- Data shown -
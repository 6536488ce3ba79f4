mod common;

use axum::http::StatusCode;
use chrono::{Datelike, Utc};
use common::{
    PASSWORD, create_test_academic_year, create_test_formation, create_test_profile,
    create_test_student, create_test_university, generate_unique_email, send, setup_test_app,
    sign_in, unique,
};
use mesrs::mesrs_auth::Role;
use serde_json::json;
use sqlx::PgPool;

#[sqlx::test(migrations = "./migrations")]
async fn only_admins_create_universities(pool: PgPool) {
    let admin = create_test_profile(&pool, Role::Admin).await;
    let staff = create_test_profile(&pool, Role::Staff).await;
    let app = setup_test_app(pool);
    let admin_token = sign_in(&app, &admin).await;
    let staff_token = sign_in(&app, &staff).await;
    let payload = json!({ "code": "una", "name": "Université de Nouakchott Al Aasriya" });

    let (status, _) = send(&app, "POST", "/api/universities", Some(&staff_token), Some(payload.clone())).await;
    assert_eq!(status, StatusCode::FORBIDDEN);

    let (status, body) = send(&app, "POST", "/api/universities", Some(&admin_token), Some(payload.clone())).await;
    assert_eq!(status, StatusCode::CREATED);
    assert_eq!(body["code"], "UNA");
    assert_eq!(body["is_active"], true);

    let (status, _) = send(&app, "POST", "/api/universities", Some(&admin_token), Some(payload)).await;
    assert_eq!(status, StatusCode::BAD_REQUEST);
}

#[sqlx::test(migrations = "./migrations")]
async fn reads_are_open_to_every_role(pool: PgPool) {
    create_test_university(&pool).await;
    let student = create_test_profile(&pool, Role::Student).await;
    let app = setup_test_app(pool);

    let (status, _) = send(&app, "GET", "/api/universities", None, None).await;
    assert_eq!(status, StatusCode::UNAUTHORIZED);

    let token = sign_in(&app, &student).await;
    let (status, body) = send(&app, "GET", "/api/universities?limit=5", Some(&token), None).await;
    assert_eq!(status, StatusCode::OK);
    assert_eq!(body["meta"]["total"], 1);
    assert_eq!(body["meta"]["limit"], 5);
    assert_eq!(body["data"].as_array().unwrap().len(), 1);
}

#[sqlx::test(migrations = "./migrations")]
async fn referenced_universities_cannot_be_deleted(pool: PgPool) {
    let admin = create_test_profile(&pool, Role::Admin).await;
    let university = create_test_university(&pool).await;
    create_test_formation(&pool, university).await;
    let app = setup_test_app(pool);
    let token = sign_in(&app, &admin).await;

    let uri = format!("/api/universities/{university}");
    let (status, _) = send(&app, "DELETE", &uri, Some(&token), None).await;
    assert_eq!(status, StatusCode::BAD_REQUEST);

    let (status, _) = send(&app, "GET", &uri, Some(&token), None).await;
    assert_eq!(status, StatusCode::OK);
}

#[sqlx::test(migrations = "./migrations")]
async fn only_one_academic_year_is_current(pool: PgPool) {
    let admin = create_test_profile(&pool, Role::Admin).await;
    let older = create_test_academic_year(&pool).await;
    let app = setup_test_app(pool);
    let token = sign_in(&app, &admin).await;

    let (status, created) = send(
        &app,
        "POST",
        "/api/academic-years",
        Some(&token),
        Some(json!({
            "name": "2026-2027",
            "start_date": "2026-09-01",
            "end_date": "2027-07-31",
            "is_current": true
        })),
    )
    .await;
    assert_eq!(status, StatusCode::CREATED);

    let (_, current) = send(&app, "GET", "/api/academic-years/current", Some(&token), None).await;
    assert_eq!(current["id"], created["id"]);

    let (status, switched) = send(
        &app,
        "POST",
        &format!("/api/academic-years/{older}/set-current"),
        Some(&token),
        None,
    )
    .await;
    assert_eq!(status, StatusCode::OK);
    assert_eq!(switched["is_current"], true);

    let (_, current) = send(&app, "GET", "/api/academic-years/current", Some(&token), None).await;
    assert_eq!(current["id"], older.to_string());
}

#[sqlx::test(migrations = "./migrations")]
async fn academic_years_must_end_after_they_start(pool: PgPool) {
    let admin = create_test_profile(&pool, Role::Admin).await;
    let app = setup_test_app(pool);
    let token = sign_in(&app, &admin).await;

    let (status, _) = send(
        &app,
        "POST",
        "/api/academic-years",
        Some(&token),
        Some(json!({
            "name": "2026-2025",
            "start_date": "2026-09-01",
            "end_date": "2025-07-31"
        })),
    )
    .await;
    assert_eq!(status, StatusCode::UNPROCESSABLE_ENTITY);
}

#[sqlx::test(migrations = "./migrations")]
async fn staff_manage_formations(pool: PgPool) {
    let staff = create_test_profile(&pool, Role::Staff).await;
    let teacher = create_test_profile(&pool, Role::Teacher).await;
    let university = create_test_university(&pool).await;
    let app = setup_test_app(pool);
    let staff_token = sign_in(&app, &staff).await;
    let teacher_token = sign_in(&app, &teacher).await;
    let payload = json!({
        "code": unique("MI"),
        "name": "Master en Informatique",
        "university_id": university,
        "level": "master_1"
    });

    let (status, _) = send(&app, "POST", "/api/formations", Some(&teacher_token), Some(payload.clone())).await;
    assert_eq!(status, StatusCode::FORBIDDEN);

    let (status, body) = send(&app, "POST", "/api/formations", Some(&staff_token), Some(payload)).await;
    assert_eq!(status, StatusCode::CREATED);
    assert_eq!(body["level"], "master_1");

    let (status, body) = send(
        &app,
        "GET",
        &format!("/api/formations?level=master_1&university_id={university}"),
        Some(&teacher_token),
        None,
    )
    .await;
    assert_eq!(status, StatusCode::OK);
    assert_eq!(body["meta"]["total"], 1);
}

#[sqlx::test(migrations = "./migrations")]
async fn created_students_get_a_generated_number(pool: PgPool) {
    let staff = create_test_profile(&pool, Role::Staff).await;
    let university = create_test_university(&pool).await;
    let code: String = sqlx::query_scalar("SELECT code FROM universities WHERE id = $1")
        .bind(university)
        .fetch_one(&pool)
        .await
        .unwrap();
    let app = setup_test_app(pool);
    let token = sign_in(&app, &staff).await;

    let mut numbers = Vec::new();
    for first_name in ["Mariem", "Cheikh"] {
        let (status, body) = send(
            &app,
            "POST",
            "/api/students",
            Some(&token),
            Some(json!({
                "first_name": first_name,
                "last_name": "Ahmed",
                "email": generate_unique_email(),
                "password": PASSWORD,
                "university_id": university
            })),
        )
        .await;
        assert_eq!(status, StatusCode::CREATED, "{body}");
        numbers.push(body["student_number"].as_str().unwrap().to_string());
    }

    let prefix = format!("{code}{}", Utc::now().year());
    assert_eq!(numbers, [format!("{prefix}0001"), format!("{prefix}0002")]);
}

#[sqlx::test(migrations = "./migrations")]
async fn students_are_searchable_by_name_and_number(pool: PgPool) {
    let staff = create_test_profile(&pool, Role::Staff).await;
    let university = create_test_university(&pool).await;
    let student = create_test_student(&pool, university, None).await;
    sqlx::query("UPDATE profiles SET last_name = 'Ould Bah' WHERE id = $1")
        .bind(student.profile.id)
        .execute(&pool)
        .await
        .unwrap();
    create_test_student(&pool, university, None).await;
    let app = setup_test_app(pool);
    let token = sign_in(&app, &staff).await;

    let (status, body) = send(&app, "GET", "/api/students?search=ould%20bah", Some(&token), None).await;
    assert_eq!(status, StatusCode::OK);
    assert_eq!(body["meta"]["total"], 1);
    assert_eq!(body["data"][0]["id"], student.id.to_string());

    let (_, body) = send(&app, "GET", "/api/students", Some(&token), None).await;
    assert_eq!(body["meta"]["total"], 2);
}

#[sqlx::test(migrations = "./migrations")]
async fn profiles_are_admin_only(pool: PgPool) {
    let staff = create_test_profile(&pool, Role::Staff).await;
    let admin = create_test_profile(&pool, Role::Admin).await;
    let app = setup_test_app(pool);

    let staff_token = sign_in(&app, &staff).await;
    let (status, _) = send(&app, "GET", "/api/profiles", Some(&staff_token), None).await;
    assert_eq!(status, StatusCode::FORBIDDEN);

    let admin_token = sign_in(&app, &admin).await;
    let (status, body) = send(&app, "GET", "/api/profiles?role=staff", Some(&admin_token), None).await;
    assert_eq!(status, StatusCode::OK);
    assert_eq!(body["meta"]["total"], 1);
}

#[sqlx::test(migrations = "./migrations")]
async fn teachers_are_searchable_by_specialization(pool: PgPool) {
    let staff = create_test_profile(&pool, Role::Staff).await;
    let university = create_test_university(&pool).await;
    let app = setup_test_app(pool);
    let token = sign_in(&app, &staff).await;

    for (first_name, specialization) in [("Mohamed", "Génie civil"), ("Khadija", "Mathématiques")] {
        let (status, body) = send(
            &app,
            "POST",
            "/api/teachers",
            Some(&token),
            Some(json!({
                "first_name": first_name,
                "last_name": "Salem",
                "email": generate_unique_email(),
                "password": PASSWORD,
                "university_id": university,
                "department": "Sciences",
                "specialization": specialization
            })),
        )
        .await;
        assert_eq!(status, StatusCode::CREATED, "{body}");
        assert!(body["employee_number"].as_str().unwrap().starts_with("ENS"));
    }

    let (status, body) = send(&app, "GET", "/api/teachers?search=CIVIL", Some(&token), None).await;
    assert_eq!(status, StatusCode::OK);
    assert_eq!(body["meta"]["total"], 1);
    assert_eq!(body["data"][0]["first_name"], "Mohamed");

    let (_, body) = send(&app, "GET", "/api/teachers?search=math", Some(&token), None).await;
    assert_eq!(body["meta"]["total"], 1);
    assert_eq!(body["data"][0]["first_name"], "Khadija");

    let (_, body) = send(&app, "GET", "/api/teachers?department=Sciences", Some(&token), None).await;
    assert_eq!(body["meta"]["total"], 2);
}

#[sqlx::test(migrations = "./migrations")]
async fn student_search_keeps_whitespace(pool: PgPool) {
    let staff = create_test_profile(&pool, Role::Staff).await;
    let university = create_test_university(&pool).await;
    let bah = create_test_student(&pool, university, None).await;
    let ouldou = create_test_student(&pool, university, None).await;
    for (student, last_name) in [(&bah, "Ould Bah"), (&ouldou, "Ouldou")] {
        sqlx::query("UPDATE profiles SET last_name = $1 WHERE id = $2")
            .bind(last_name)
            .bind(student.profile.id)
            .execute(&pool)
            .await
            .unwrap();
    }
    let app = setup_test_app(pool);
    let token = sign_in(&app, &staff).await;

    let (status, body) = send(&app, "GET", "/api/students?search=OULD%20", Some(&token), None).await;
    assert_eq!(status, StatusCode::OK);
    assert_eq!(body["meta"]["total"], 1);
    assert_eq!(body["data"][0]["id"], bah.id.to_string());

    let (_, body) = send(&app, "GET", "/api/students?search=ould", Some(&token), None).await;
    assert_eq!(body["meta"]["total"], 2);
}
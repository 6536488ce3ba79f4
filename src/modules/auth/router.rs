use axum::{
    Router,
    routing::{get, post},
};

use crate::modules::auth::controller::{
    change_password, forgot_password, get_profile, get_role, get_session, refresh, reset_password,
    sign_in, sign_out, sign_up, update_profile,
};
use crate::state::AppState;

pub fn init_auth_router() -> Router<AppState> {
    Router::new()
        .route("/signup", post(sign_up))
        .route("/signin", post(sign_in))
        .route("/refresh", post(refresh))
        .route("/signout", post(sign_out))
        .route("/me", get(get_session))
        .route("/role", get(get_role))
        .route("/forgot-password", post(forgot_password))
        .route("/reset-password", post(reset_password))
        .route("/profile", get(get_profile).put(update_profile))
        .route("/change-password", post(change_password))
}
//! Activity log models, re-exported from `mesrs-models`.

pub use mesrs_models::activity::*;
pub mod controller;
pub mod model;
pub mod router;
pub mod service;

pub use model::*;
pub use router::init_navigation_router;
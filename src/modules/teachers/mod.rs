pub mod controller;
pub mod model;
pub mod router;
pub mod service;

pub use model::*;
pub use router::init_teachers_router;
//! Aggregate queries behind the dashboard widgets.
//!
//! Each series is one query whose rows are normalized by a pure function
//! (zero-filling, percentages, colors) so the shaping can be tested
//! without a database.

use std::future::Future;
use std::time::{Duration, Instant};

use chrono::{Datelike, NaiveDate, Utc};
use mesrs_cache::RedisCache;
use mesrs_core::i18n::{Msg, format_number};
use mesrs_core::{AppError, Language};
use serde::{Serialize, de::DeserializeOwned};
use sqlx::PgPool;
use tracing::{debug, instrument, warn};

use crate::metrics::{track_dashboard_cache, track_dashboard_query};
use crate::modules::dashboard::model::{
    ChartPoint, DashboardStats, EnrollmentTrendPoint, EnrollmentTrendRow, FormationCountRow,
    FormationPerformance, FormationPerformanceRow, MonthlyCountsRow, MonthlyGrowth,
    RecentActivity, StatCard, SuccessRate, UniversityStat, UniversityStatsRow, color_for,
};

fn round2(value: f64) -> f64 {
    (value * 100.0).round() / 100.0
}

/// Month-over-month change in percent. An empty previous month counts as one.
pub fn growth_percent(current: i64, last: i64) -> f64 {
    round2((current - last) as f64 / last.max(1) as f64 * 100.0)
}

/// Whole percentage of passed results, 0 without results.
pub fn success_rate(passed: i64, total: i64) -> i64 {
    if total == 0 {
        return 0;
    }
    (passed as f64 / total as f64 * 100.0).round() as i64
}

/// Percentage with two decimals, 0 without results.
pub fn pass_rate(passed: i64, total: i64) -> f64 {
    if total == 0 {
        return 0.0;
    }
    round2(passed as f64 / total as f64 * 100.0)
}

fn shift_months(date: NaiveDate, back: i64) -> NaiveDate {
    let months = i64::from(date.year()) * 12 + i64::from(date.month0()) - back;
    let year = months.div_euclid(12) as i32;
    let month = months.rem_euclid(12) as u32 + 1;
    NaiveDate::from_ymd_opt(year, month, 1).unwrap_or(date)
}

/// One point per month for the `months_back` months ending with `today`'s
/// month, oldest first. Months missing from `rows` are zero.
pub fn fill_trend(
    rows: &[EnrollmentTrendRow],
    months_back: i64,
    today: NaiveDate,
) -> Vec<EnrollmentTrendPoint> {
    (0..months_back)
        .rev()
        .map(|back| {
            let month = shift_months(today, back);
            let key = month.format("%Y-%m").to_string();
            let students = rows
                .iter()
                .find(|row| row.month_year == key)
                .map_or(0, |row| row.new_enrollments);
            EnrollmentTrendPoint {
                month: key,
                year: month.year(),
                students,
            }
        })
        .collect()
}

pub fn stat_cards(stats: &DashboardStats, language: Language) -> Vec<StatCard> {
    [
        ("total_students", Msg::TotalStudents, stats.total_students),
        ("total_teachers", Msg::TotalTeachers, stats.total_teachers),
        ("total_universities", Msg::TotalUniversities, stats.total_universities),
        ("total_formations", Msg::TotalFormations, stats.total_formations),
        ("pending_enrollments", Msg::PendingEnrollments, stats.pending_enrollments),
        ("active_scholarships", Msg::ActiveScholarships, stats.active_scholarships),
    ]
    .into_iter()
    .map(|(key, title, value)| StatCard {
        key: key.to_string(),
        title: title.text(language).to_string(),
        value,
        display_value: format_number(value, language),
    })
    .collect()
}

pub fn formation_points(rows: Vec<FormationCountRow>) -> Vec<ChartPoint> {
    rows.into_iter()
        .enumerate()
        .map(|(i, row)| ChartPoint {
            label: row.formation_name,
            value: row.student_count as f64,
            color: color_for(i).to_string(),
        })
        .collect()
}

pub fn university_stats(rows: Vec<UniversityStatsRow>) -> Vec<UniversityStat> {
    rows.into_iter()
        .enumerate()
        .map(|(i, row)| UniversityStat {
            university_name: row.university_name,
            student_count: row.student_count,
            teacher_count: row.teacher_count,
            color: color_for(i).to_string(),
        })
        .collect()
}

pub fn formation_performance(rows: Vec<FormationPerformanceRow>) -> Vec<FormationPerformance> {
    rows.into_iter()
        .map(|row| FormationPerformance {
            formation_name: row.formation_name,
            total_students: row.total_students,
            average_gpa: round2(row.average_gpa.unwrap_or(0.0)),
            pass_rate: pass_rate(row.passed_results, row.total_results),
        })
        .collect()
}

pub fn monthly_growth(counts: &MonthlyCountsRow) -> MonthlyGrowth {
    MonthlyGrowth {
        student_growth: growth_percent(counts.students_this_month, counts.students_last_month),
        enrollment_growth: growth_percent(
            counts.enrollments_this_month,
            counts.enrollments_last_month,
        ),
        new_students_this_month: counts.students_this_month,
        pending_enrollments_this_month: counts.pending_this_month,
    }
}

/// Serves `key` from Redis when present, otherwise computes the series and
/// stores it for `ttl_secs`. Cache failures only cost a recomputation.
pub async fn cached<T, F, Fut>(
    cache: Option<&RedisCache>,
    series: &str,
    key: &str,
    ttl_secs: u64,
    compute: F,
) -> Result<T, AppError>
where
    T: Serialize + DeserializeOwned,
    F: FnOnce() -> Fut,
    Fut: Future<Output = Result<T, AppError>>,
{
    if let Some(cache) = cache
        && let Some(hit) = cache.get::<T>(key).await
    {
        track_dashboard_cache(series, true);
        return Ok(hit);
    }
    if cache.is_some() {
        track_dashboard_cache(series, false);
    }

    let start = Instant::now();
    let value = compute().await?;
    track_dashboard_query(series, start.elapsed().as_secs_f64());

    if let Some(cache) = cache
        && let Err(e) = cache
            .set_with_ttl(key, &value, Duration::from_secs(ttl_secs))
            .await
    {
        warn!(error = %e, series, "Failed to cache dashboard series");
    }

    Ok(value)
}

pub struct DashboardService;

impl DashboardService {
    #[instrument(skip(db))]
    pub async fn get_dashboard_stats(db: &PgPool) -> Result<DashboardStats, AppError> {
        let stats = sqlx::query_as::<_, DashboardStats>(
            r#"SELECT
                (SELECT COUNT(*) FROM students) AS total_students,
                (SELECT COUNT(*) FROM teachers) AS total_teachers,
                (SELECT COUNT(*) FROM universities) AS total_universities,
                (SELECT COUNT(*) FROM formations WHERE is_active) AS total_formations,
                (SELECT COUNT(*) FROM enrollments WHERE status = 'pending') AS pending_enrollments,
                (SELECT COUNT(*) FROM scholarships WHERE is_active) AS active_scholarships"#,
        )
        .fetch_one(db)
        .await?;

        debug!(?stats, "Dashboard stats computed");
        Ok(stats)
    }

    /// New students per month over the last `months_back` months.
    #[instrument(skip(db))]
    pub async fn get_enrollment_trends(
        db: &PgPool,
        months_back: i64,
    ) -> Result<Vec<EnrollmentTrendPoint>, AppError> {
        let today = Utc::now().date_naive();
        let since = shift_months(today, months_back - 1);

        let rows = sqlx::query_as::<_, EnrollmentTrendRow>(
            r#"SELECT to_char(date_trunc('month', enrollment_date), 'YYYY-MM') AS month_year,
                      COUNT(*) AS new_enrollments
               FROM students
               WHERE enrollment_date >= $1
               GROUP BY 1
               ORDER BY 1"#,
        )
        .bind(since)
        .fetch_all(db)
        .await?;

        Ok(fill_trend(&rows, months_back, today))
    }

    #[instrument(skip(db))]
    pub async fn get_enrollment_stats_by_formation(
        db: &PgPool,
    ) -> Result<Vec<ChartPoint>, AppError> {
        let rows = sqlx::query_as::<_, FormationCountRow>(
            r#"SELECT f.name AS formation_name, COUNT(s.id) AS student_count
               FROM formations f
               LEFT JOIN students s ON s.formation_id = f.id
               GROUP BY f.id, f.name
               ORDER BY student_count DESC, f.name ASC"#,
        )
        .fetch_all(db)
        .await?;

        Ok(formation_points(rows))
    }

    #[instrument(skip(db))]
    pub async fn get_university_stats(db: &PgPool) -> Result<Vec<UniversityStat>, AppError> {
        let rows = sqlx::query_as::<_, UniversityStatsRow>(
            r#"SELECT u.name AS university_name,
                      (SELECT COUNT(*) FROM students s WHERE s.university_id = u.id) AS student_count,
                      (SELECT COUNT(*) FROM teachers t WHERE t.university_id = u.id) AS teacher_count
               FROM universities u
               ORDER BY student_count DESC, u.name ASC"#,
        )
        .fetch_all(db)
        .await?;

        Ok(university_stats(rows))
    }

    /// Latest activity entries, attributed to "Système" when no user is known.
    #[instrument(skip(db))]
    pub async fn get_recent_activities(
        db: &PgPool,
        limit: i64,
        language: Language,
    ) -> Result<Vec<RecentActivity>, AppError> {
        let activities = sqlx::query_as::<_, RecentActivity>(
            r#"SELECT a.id, a.action, a.resource_type, a.resource_id, a.details,
                      COALESCE(p.first_name || ' ' || p.last_name, $2) AS user_name,
                      a.created_at
               FROM activity_logs a
               LEFT JOIN profiles p ON p.id = a.user_id
               ORDER BY a.created_at DESC
               LIMIT $1"#,
        )
        .bind(limit)
        .bind(Msg::SystemUser.text(language))
        .fetch_all(db)
        .await?;

        Ok(activities)
    }

    #[instrument(skip(db))]
    pub async fn get_formation_performance(
        db: &PgPool,
    ) -> Result<Vec<FormationPerformance>, AppError> {
        let rows = sqlx::query_as::<_, FormationPerformanceRow>(
            r#"SELECT f.name AS formation_name,
                      (SELECT COUNT(*) FROM students s WHERE s.formation_id = f.id) AS total_students,
                      (SELECT AVG(s.gpa) FROM students s WHERE s.formation_id = f.id) AS average_gpa,
                      (SELECT COUNT(*) FROM exam_results r
                         JOIN students s ON s.id = r.student_id
                        WHERE s.formation_id = f.id) AS total_results,
                      (SELECT COUNT(*) FROM exam_results r
                         JOIN students s ON s.id = r.student_id
                        WHERE s.formation_id = f.id AND r.is_passed) AS passed_results
               FROM formations f
               ORDER BY total_students DESC, f.name ASC"#,
        )
        .fetch_all(db)
        .await?;

        Ok(formation_performance(rows))
    }

    #[instrument(skip(db))]
    pub async fn get_monthly_growth(db: &PgPool) -> Result<MonthlyGrowth, AppError> {
        let counts = sqlx::query_as::<_, MonthlyCountsRow>(
            r#"WITH bounds AS (
                   SELECT date_trunc('month', NOW()) AS this_month,
                          date_trunc('month', NOW()) - INTERVAL '1 month' AS last_month
               )
               SELECT
                   (SELECT COUNT(*) FROM students, bounds
                     WHERE created_at >= this_month) AS students_this_month,
                   (SELECT COUNT(*) FROM students, bounds
                     WHERE created_at >= last_month AND created_at < this_month) AS students_last_month,
                   (SELECT COUNT(*) FROM enrollments, bounds
                     WHERE created_at >= this_month) AS enrollments_this_month,
                   (SELECT COUNT(*) FROM enrollments, bounds
                     WHERE created_at >= last_month AND created_at < this_month) AS enrollments_last_month,
                   (SELECT COUNT(*) FROM enrollments, bounds
                     WHERE created_at >= this_month AND status = 'pending') AS pending_this_month"#,
        )
        .fetch_one(db)
        .await?;

        Ok(monthly_growth(&counts))
    }

    #[instrument(skip(db))]
    pub async fn get_success_rate(db: &PgPool) -> Result<SuccessRate, AppError> {
        let (total_results, passed_results): (i64, i64) = sqlx::query_as(
            "SELECT COUNT(*), COUNT(*) FILTER (WHERE is_passed) FROM exam_results",
        )
        .fetch_one(db)
        .await?;

        Ok(SuccessRate {
            total_results,
            passed_results,
            success_rate: success_rate(passed_results, total_results),
        })
    }
}
use axum::{Router, routing::get};

use crate::modules::teachers::controller::{
    create_teacher, delete_teacher, get_teacher, list_teachers, update_teacher,
};
use crate::state::AppState;

pub fn init_teachers_router() -> Router<AppState> {
    Router::new()
        .route("/", get(list_teachers).post(create_teacher))
        .route(
            "/{id}",
            get(get_teacher).put(update_teacher).delete(delete_teacher),
        )
}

- Task description -
Among the lines above, find those holding the word "Sciences" and state how many there are, number only.

- Completed exercise -
2